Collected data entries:
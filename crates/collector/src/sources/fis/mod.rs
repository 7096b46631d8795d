mod calendar;
mod event_details;
mod results;

pub use calendar::{parse_calendar, parse_competition_row};
pub use event_details::{EventPage, parse_event_page, parse_race};
pub use results::{ColumnLayout, parse_result_row, parse_results};

use futures::{StreamExt, TryStreamExt, stream};
use records::models::{Competition, CompetitionDetail, Discipline, Race, RaceResult};
use tracing::{debug, info};

use crate::config::CollectorConfig;
use crate::error::{CollectorError, Result};
use crate::fetcher::{PageFetcher, Transport, build_client};
use crate::report::ParseReport;
use crate::traits::CompetitionSource;

/// Category listings searched, in order, for the calendar row of an event.
pub const RESOLVE_CATEGORIES: [&str; 3] = ["WC", "WSC", "OWG"];

/// Scraper for the public FIS alpine calendar, event and results pages.
///
/// Every fetch of one collector goes through the same session, so a detail
/// lookup reuses one connection pool for the event page, its results pages
/// and the calendar listings.
pub struct FisCollector<T: Transport = reqwest::Client> {
    fetcher: PageFetcher<T>,
    config: CollectorConfig,
}

impl FisCollector<reqwest::Client> {
    pub fn new(config: CollectorConfig) -> Result<Self> {
        config.validate()?;
        let client = build_client(&config)?;
        Ok(Self::with_session(client, config))
    }

    pub fn with_session(client: reqwest::Client, config: CollectorConfig) -> Self {
        Self::with_transport(client, config)
    }
}

impl<T: Transport> FisCollector<T> {
    pub fn with_transport(transport: T, config: CollectorConfig) -> Self {
        Self {
            fetcher: PageFetcher::with_transport(transport, config.retry_policy()),
            config,
        }
    }

    pub fn config(&self) -> &CollectorConfig {
        &self.config
    }

    pub fn fetcher(&self) -> &PageFetcher<T> {
        &self.fetcher
    }

    pub async fn list_competitions(&self, category: &str) -> Result<Vec<Competition>> {
        let url = self.config.calendar_url(category);
        let html = self.fetcher.fetch(&url).await?;

        let parsed = parse_calendar(&html);
        log_report("calendar", category, &parsed.report);
        info!(
            "Parsed {} competitions from the {} calendar",
            parsed.items.len(),
            category
        );

        Ok(parsed.items)
    }

    /// Results of one race; `None` for team events and for tables that are
    /// not published yet.
    pub async fn results(
        &self,
        race_id: &str,
        discipline: Discipline,
    ) -> Result<Option<Vec<RaceResult>>> {
        if discipline.is_team_event() {
            debug!("No results table for team event race {}", race_id);
            return Ok(None);
        }

        let html = self.fetcher.fetch(&self.config.results_url(race_id)).await?;

        Ok(parse_results(&html, discipline).map(|parsed| {
            log_report("results", race_id, &parsed.report);
            parsed.items
        }))
    }

    pub async fn competition_detail(&self, event_id: &str) -> Result<CompetitionDetail> {
        let html = self.fetcher.fetch(&self.config.event_url(event_id)).await?;
        let page = parse_event_page(&html, event_id)?;
        log_report("event", event_id, &page.report);

        let races = self.attach_results(page.races).await?;
        let competition = self.resolve_competition(event_id).await?;

        Ok(CompetitionDetail {
            competition: Some(competition),
            races,
            technical_delegates: page.technical_delegates,
            broadcasters: page.broadcasters,
            documents: page.documents,
        })
    }

    /// Fetches results for every non-training race with a known race id.
    /// Fetches run concurrently up to the configured limit; race order is kept.
    async fn attach_results(&self, races: Vec<Race>) -> Result<Vec<Race>> {
        stream::iter(races)
            .map(|mut race| async move {
                if !race.is_training
                    && let Some(race_id) = race.race_id.as_deref()
                {
                    race.results = self.results(race_id, race.discipline).await?;
                }
                Ok::<_, CollectorError>(race)
            })
            .buffered(self.config.results_concurrency)
            .try_collect()
            .await
    }

    /// First calendar row with this event id across [`RESOLVE_CATEGORIES`].
    pub async fn resolve_competition(&self, event_id: &str) -> Result<Competition> {
        for category in RESOLVE_CATEGORIES {
            let competitions = self.list_competitions(category).await?;
            if let Some(competition) = competitions.into_iter().find(|c| c.event_id == event_id) {
                debug!("Resolved event {} in the {} calendar", event_id, category);
                return Ok(competition);
            }
        }

        Err(CollectorError::NotFound(event_id.to_string()))
    }
}

fn log_report(page: &str, key: &str, report: &ParseReport) {
    if !report.is_clean() {
        info!(
            "{} page {} parsed with {} skipped rows",
            page,
            key,
            report.skipped.len()
        );
    }
}

#[async_trait::async_trait]
impl<T: Transport> CompetitionSource for FisCollector<T> {
    async fn list_competitions(&self, category: &str) -> Result<Vec<Competition>> {
        Self::list_competitions(self, category).await
    }

    async fn competition_detail(&self, event_id: &str) -> Result<CompetitionDetail> {
        Self::competition_detail(self, event_id).await
    }
}
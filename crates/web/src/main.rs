use std::sync::Arc;

use anyhow::Context;
use collector::FisCollector;

mod app;
mod config;
mod error;
mod features;
mod state;

use config::Config;
use state::AppState;

#[tokio::main]
async fn main() -> anyhow::Result<()> {
    dotenvy::dotenv().ok();

    tracing_subscriber::fmt()
        .with_env_filter(
            tracing_subscriber::EnvFilter::try_from_default_env().unwrap_or_else(|_| "info".into()),
        )
        .with_target(true)
        .with_file(true)
        .with_line_number(true)
        .init();

    tracing::info!("Starting FIS alpine results API");

    let config = Config::from_env().context("Failed to load API configuration")?;
    tracing::info!(
        "Scraping {} for season {}",
        config.collector.base_url,
        config.collector.season_code
    );

    let collector =
        FisCollector::new(config.collector.clone()).context("Failed to build FIS collector")?;
    let state = AppState::new(Arc::new(collector), config.request_timeout);
    let app = app::build_app(state);

    let bind_address = config.bind_address();
    tracing::info!("Starting server at http://{}", bind_address);
    tracing::info!(
        "Swagger UI available at http://{}/swagger-ui/",
        bind_address
    );

    let listener = tokio::net::TcpListener::bind(&bind_address)
        .await
        .context("Failed to bind to address")?;

    axum::serve(listener, app).await.context("Server error")?;

    Ok(())
}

EXERCISE OBJECTIVE »
Using the entries above, copy out all lines that contain the string "RaceResult".

WRITTEN ANSWER »
use records::models::{Competition, CompetitionDetail, Discipline, Race, RaceResult};
    ) -> Result<Option<Vec<RaceResult>>> {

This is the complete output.